Just bought a 14 gallon blichman conical fermenter from someone on craiglist. I just put my first beer (11 gallons belgian wit) into it last night. Everything is fermenting great as of now. I just had a few questions.

1. How long do you normally wait until you dump the trub?
2. How do you prevent oxidization when removing the airlock when draining the trub?
3. I see I can now save my yeast instead of just throwing it out, how do you tell the difference from the waste and the yeast? And do you just put it in a jar and refrigerate it?

Anything else I should know about from an experienced conical user?

Thanks
 
Normally it is about 2 weeks. You want to give the yeast time to clean up after themselves. There wont be that much oxygen pulled in. There will still be c02 to push the oxygen out. You will have to wash the yeast. Do a google search on washing yeast will Billy brew.
 
Normally it is about 2 weeks. You want to give the yeast time to clean up after themselves. There wont be that much oxygen pulled in. There will still be c02 to push the oxygen out. You will have to wash the yeast. Do a google search on washing yeast will Billy brew.

Admittedly I've only read/heard about dumping trub. However, everything I've read says that if you time it properly you can dump the trub (along with some of the more flocculent yeast) at ~5 days (don't quote me on the exact number though). Then, a couple days later, when the healthier/less floculent yeast have settled, you do another dump to get relatively clean yeast for repitching.
 
Think of it like moving to a secondary fermentor. The idea there is to get rid of the trub then let the remaining yeast finish up and settle out. So, dump after a week. Or, you could do what I do and leave it all in a bucket (or a fancy conical) until you have an empty keg.
 
There are several philosophies on this of course like anything else. I don't have my conical anymore, but when I did, I'd let the conical settle for about 30 minutes after pumping the chilled wort in. Sanitary filter on the blowoff port and dump the trub. Oxygen after, then yeast. If you're not collecting yeast for reuse, just wait until the fermentation is completely done before dumping. If you want to collect, I feel that it's important to flush some of the early floc. I just went with a small dump at day 3-5 depending on the the OG and then take my collection when fermentation was nearly done.

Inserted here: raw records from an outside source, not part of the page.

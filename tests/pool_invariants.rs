//! Property test: random operation sequences keep the pool consistent.
//!
//! After every operation the frame table and page index must agree
//! (every valid frame is indexed, nothing else is) and failures must be
//! the documented kinds in the documented situations.

use clockcache::{BufferManager, DiskFile, Error, FileHandle, PageId};
use proptest::prelude::*;
use proptest::test_runner::TestCaseError;

const CAPACITY: usize = 3;
const PAGES: u32 = 8;

#[derive(Debug, Clone)]
enum Op {
    Read(u32),
    Unpin { page: u32, dirty: bool },
    Alloc,
    Dispose(u32),
    Flush,
}

fn op_strategy() -> impl Strategy<Value = Op> {
    prop_oneof![
        3 => (0..PAGES).prop_map(Op::Read),
        4 => ((0..PAGES), any::<bool>()).prop_map(|(page, dirty)| Op::Unpin { page, dirty }),
        1 => Just(Op::Alloc),
        1 => (0..PAGES).prop_map(Op::Dispose),
        1 => Just(Op::Flush),
    ]
}

fn seeded_pool(dir: &tempfile::TempDir) -> (BufferManager, FileHandle) {
    let f = FileHandle::new(DiskFile::create(dir.path().join("prop.db")).unwrap());
    for _ in 0..PAGES {
        let (page_no, page) = f.allocate_page().unwrap();
        f.write_page(page_no, &page).unwrap();
    }
    (BufferManager::new(CAPACITY), f)
}

/// The structural invariants that must hold between any two operations.
fn check_consistent(pool: &BufferManager, f: &FileHandle) -> Result<(), TestCaseError> {
    let dump = pool.dump();

    // Valid frames and index entries correspond one to one.
    prop_assert_eq!(dump.valid_frames, pool.resident_page_count());

    let mut seen = std::collections::HashSet::new();
    for info in dump.frames.iter().filter(|i| i.valid) {
        // Each valid frame's page is findable through the index.
        prop_assert_eq!(pool.pin_count(f, info.page_no), Some(info.pin_count));
        // No page occupies two frames.
        prop_assert!(seen.insert(info.page_no));
        // Validity always comes with an owning file.
        prop_assert!(info.file.is_some());
    }
    Ok(())
}

proptest! {
    #![proptest_config(ProptestConfig::with_cases(64))]

    #[test]
    fn pool_stays_consistent(ops in proptest::collection::vec(op_strategy(), 1..80)) {
        let dir = tempfile::tempdir().unwrap();
        let (pool, f) = seeded_pool(&dir);

        for op in ops {
            match op {
                Op::Read(page) => {
                    match pool.read_page(&f, PageId::new(page)) {
                        Ok(_) => {}
                        Err(Error::BufferExceeded) => {
                            // Only legal when every frame is pinned.
                            let dump = pool.dump();
                            prop_assert!(dump.frames.iter().all(|i| i.valid && i.pin_count > 0));
                        }
                        // A previously disposed page is gone from disk.
                        Err(Error::PageNotFound(_)) => {}
                        Err(e) => prop_assert!(false, "unexpected read error: {e}"),
                    }
                }
                Op::Unpin { page, dirty } => {
                    let before = pool.pin_count(&f, PageId::new(page));
                    match pool.unpin_page(&f, PageId::new(page), dirty) {
                        Ok(()) => {}
                        Err(Error::PageNotPinned { .. }) => {
                            // Resident, but pin count was already zero, and stays there.
                            prop_assert_eq!(before, Some(0));
                            prop_assert_eq!(pool.pin_count(&f, PageId::new(page)), Some(0));
                        }
                        Err(e) => prop_assert!(false, "unexpected unpin error: {e}"),
                    }
                }
                Op::Alloc => {
                    match pool.alloc_page(&f) {
                        Ok(p) => {
                            let no = p.page_no();
                            pool.unpin_page(&f, no, false).unwrap();
                        }
                        Err(Error::BufferExceeded) => {
                            let dump = pool.dump();
                            prop_assert!(dump.frames.iter().all(|i| i.valid && i.pin_count > 0));
                        }
                        Err(e) => prop_assert!(false, "unexpected alloc error: {e}"),
                    }
                }
                Op::Dispose(page) => {
                    match pool.dispose_page(&f, PageId::new(page)) {
                        Ok(()) => {
                            prop_assert_eq!(pool.pin_count(&f, PageId::new(page)), None);
                        }
                        // Already reclaimed on disk.
                        Err(Error::PageNotFound(_)) => {}
                        Err(e) => prop_assert!(false, "unexpected dispose error: {e}"),
                    }
                }
                Op::Flush => {
                    match pool.flush_file(&f) {
                        Ok(()) => {
                            prop_assert_eq!(pool.resident_page_count(), 0);
                        }
                        Err(Error::PagePinned { .. }) => {
                            let dump = pool.dump();
                            prop_assert!(dump.frames.iter().any(|i| i.valid && i.pin_count > 0));
                        }
                        Err(e) => prop_assert!(false, "unexpected flush error: {e}"),
                    }
                }
            }

            check_consistent(&pool, &f)?;
        }
    }
}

I know a lot of people have no problem sucking room air into their fermenter but I tried two different methods of avoiding it. One way is to run a small co2 tank into the blowoff port at very low pressure whenever you're dumping or racking. Another trick that works ok if you're still fermenting a bit is to cut the corner off a 1 gallon ziplock bag and rubberband it over the blowoff port about 10 minutes before you plan to dump so that it fills with CO2. When you create a vacuum due to dumping, it pulls CO2 back in. I had also considered using a clean mylar balloon for the same thing but never got around to it.
 
There are several philosophies on this of course like anything else. I don't have my conical anymore, but when I did, I'd let the conical settle for about 30 minutes after pumping the chilled wort in. Sanitary filter on the blowoff port and dump the trub. Oxygen after, then yeast. If you're not collecting yeast for reuse, just wait until the fermentation is completely done before dumping. If you want to collect, I feel that it's important to flush some of the early floc. I just went with a small dump at day 3-5 depending on the the OG and then take my collection when fermentation was nearly done.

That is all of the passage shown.